After the tour, Manning and Sturmer collaborated with Ringo Starr for his 1992 solo album Time Takes Time. They were then invited to work with Brian Wilson of the Beach Boys. Wilson and Jellyfish only had one songwriting session that was unproductive. Manning described the experience as "utterly surreal". After their sessions with Starr and Wilson, the band was dedicated to making their next album "their masterpiece".

==Production==

Spilt Milk was the vision of what we set out to do fully realized. Everything Andy and I would stay up late dreaming and talking and fantasizing about we went for on Bellybutton, which I was proud of. But on Spilt Milk we saw all those ideas seen through to fruition.
— —Roger Manning, 2015

The songs were written in Cotati, CA between October 1991 and March 1992. Manning would go over to Sturmer's home to work on the album for eight hours a day, six days a week. Production lasted from April to September 1992; recording sessions used massed choirs, strings, brass, flutes, wind chimes, harpsichords and other instruments. The album was produced by the same producers as their debut, Albhy Galuten (of Bee Gees fame) and Jack Joseph Puig alongside Manning and Sturmer themselves. Also featured on the album were guitarists Tom "T-Bone" Wolk, Lyle Workman, and Jon Brion (who soon formed the Grays with Falkner). Friend Andy Zax wrote of an anecdote in which he met Manning for a late-night meal at a delicatessen, only for Manning to excuse himself "back to the studio because everyone was still there working. It was 3AM." Sturmer remembered: "Once I literally passed out doing a vocal and woke up in the next room. Making this record was like that Army commercial: 'The toughest job you'll ever love.'"

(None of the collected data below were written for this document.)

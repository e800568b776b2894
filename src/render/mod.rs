//! Rendering module for converting documents to various output formats.

mod json;
mod markdown;
mod options;
pub mod sink;
pub mod streaming;
mod text;

pub use json::{to_json, JsonFormat};
pub use markdown::{to_markdown, MarkdownRenderer};
pub use options::{OutputFormat, RenderOptions};
pub use sink::{FileSink, NullSink, OutputSink, SliceSink, StreamSink, VecSink};
pub use streaming::{collect_content, RenderEvent, StreamingRenderer};
pub use text::{render_line, to_text};

use crate::error::Result;
use crate::model::Document;

/// Render a document in `format` and write it to `sink`.
///
/// Returns the number of bytes written. The sink is flushed before returning.
pub fn write_to_sink(
    doc: &Document,
    format: OutputFormat,
    options: &RenderOptions,
    sink: &mut dyn OutputSink,
) -> Result<usize> {
    let rendered = render(doc, format, options)?;
    sink.write(rendered.as_bytes())?;
    sink.flush()?;
    log::debug!("wrote {} bytes as {:?}", rendered.len(), format);
    Ok(rendered.len())
}

/// Render a document in the given format.
pub fn render(doc: &Document, format: OutputFormat, options: &RenderOptions) -> Result<String> {
    match format {
        OutputFormat::Text => to_text(doc, options),
        OutputFormat::Markdown => to_markdown(doc, options),
        OutputFormat::Json => to_json(doc, JsonFormat::Pretty),
        OutputFormat::JsonCompact => to_json(doc, JsonFormat::Compact),
    }
}

#[cfg(test)]
mod tests {
    use super::*;
    use crate::model::{DocumentStructure, Line};

    #[test]
    fn test_write_to_sink_reports_length() {
        let doc = Document::with_structure(DocumentStructure::from_iter(vec![
            Line::heading("EDUCATION"),
            Line::text(vec!["MIT"]),
        ]));
        let mut sink = VecSink::new();
        let written =
            write_to_sink(&doc, OutputFormat::Text, &RenderOptions::default(), &mut sink).unwrap();

        assert_eq!(written, sink.len());
        assert_eq!(sink.as_bytes(), b"EDUCATION\nMIT\n");
    }

    #[test]
    fn test_write_to_slice_sink_overflow() {
        let doc = Document::with_structure(DocumentStructure::from_iter(vec![Line::heading(
            "EXPERIENCE",
        )]));
        let mut buf = [0u8; 4];
        let mut sink = SliceSink::new(&mut buf);
        let result = write_to_sink(&doc, OutputFormat::Text, &RenderOptions::default(), &mut sink);
        assert!(result.is_err());
    }
}
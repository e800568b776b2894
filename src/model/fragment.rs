//! Decoded text fragments and the run-scoped fragment log.

use serde::{Deserialize, Serialize};

/// Text decoded from one text-showing operator application.
///
/// A `Tj`, `'` or `"` produces one fragment; a `TJ` produces one per
/// string element of its array.
#[derive(Debug, Clone, PartialEq, Eq, Serialize, Deserialize)]
pub struct Fragment {
    /// Decoded Unicode text
    pub text: String,
    /// 1-indexed page the fragment was shown on
    pub page: u32,
}

impl Fragment {
    /// Create a new fragment.
    pub fn new(text: impl Into<String>, page: u32) -> Self {
        Self {
            text: text.into(),
            page,
        }
    }

    /// Whether this fragment is exactly one space, the word boundary signal.
    pub fn is_word_break(&self) -> bool {
        Self::is_word_break_text(&self.text)
    }

    /// Word boundary test on raw fragment text.
    pub fn is_word_break_text(text: &str) -> bool {
        text == " "
    }
}

/// Ordered fragments emitted over a whole document run.
///
/// Grows monotonically while pages are interpreted and is consumed once
/// when words are assembled.
#[derive(Debug, Clone, Default)]
pub struct FragmentLog {
    fragments: Vec<Fragment>,
}

impl FragmentLog {
    /// Create an empty log.
    pub fn new() -> Self {
        Self::default()
    }

    /// Append a fragment in emission order.
    pub fn push(&mut self, fragment: Fragment) {
        self.fragments.push(fragment);
    }

    /// Number of fragments recorded so far.
    pub fn len(&self) -> usize {
        self.fragments.len()
    }

    /// Whether no fragment has been recorded.
    pub fn is_empty(&self) -> bool {
        self.fragments.is_empty()
    }

    /// Borrow the recorded fragments.
    pub fn as_slice(&self) -> &[Fragment] {
        &self.fragments
    }

    /// Iterate over fragment texts in order.
    pub fn texts(&self) -> impl Iterator<Item = &str> {
        self.fragments.iter().map(|f| f.text.as_str())
    }

    /// Consume the log.
    pub fn into_vec(self) -> Vec<Fragment> {
        self.fragments
    }
}

impl Extend<Fragment> for FragmentLog {
    fn extend<T: IntoIterator<Item = Fragment>>(&mut self, iter: T) {
        self.fragments.extend(iter);
    }
}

In reference to the band's influences on Spilt Milk, Sturmer denied that they were "over-the-top, like we have somehow created A Night at the Opera Part 2 or something, or Pet Sounds." Referencing comparisons to the Beach Boys on "The Ghost at Number One", Manning stated: "The Beach Boys would never have done it that way, with really hard verses surrounding it and a banjo at the end of the song. We really take pride in exploring the arrangements. Our strength is in incorporating a lot of different things and twisting them in a way that they haven't been twisted before. Music critic Jon Pareles offered that the band distinguished itself from their influences by adding "a fondness for excess: more sudden shifts, pushier drums and guitars, more bursts of vocal harmony. ... The idea is to cram the music with ideas, turning each song into a Rube Goldberg contraption of pop, daring to incorporate the information overload that pop used to hold at bay."

[W]e had lots of hassles trying to put the record together. We thought it sounded good, but it also took too long and cost too much. But we couldn't cry over spilt milk -- hence the title.
— —Andy Sturmer, 1993

The title was chosen in reference to the record going over-budget and behind schedule and the group turmoil that followed Bellybutton. The cover was designed by Charisma's staff creative director Mick Haggerty, known for also designing the cover of Supertramp's Breakfast in America and Hall and Oates' H2O. He later commented in an interview: "I can’t remember where the little girl came in, but I do remember the casting call from hell. It’s very uncomfortable to put out a call requesting lots of young girls in ballet tights and tiaras, knowing full well you’re going to choose the saddest and most pathetic one you can find. ... I shot the studio interior first, then the little girl. We tried everything to make her cry, but in the end, used glycerin for her tears, although I know mine were real. The hand pulling back the curtain was to hint at the 'Greatest Show On Earth meets Sgt. Pepper' mood that prevailed in the studio."

==Release==
Spilt Milk was released on February 9, 1993, on Charisma Records and later peaked at No. 164 on the Billboard 200. Its poor sales were attributed to being released during the height of the popularity of grunge. The album also made an appearance on the Billboard Heatseekers Albums chart, peaking at No. 8. Internationally, the album peaked at No. 21 on the UK Official Albums Chart and No. 100 on the Japan Oricon charts.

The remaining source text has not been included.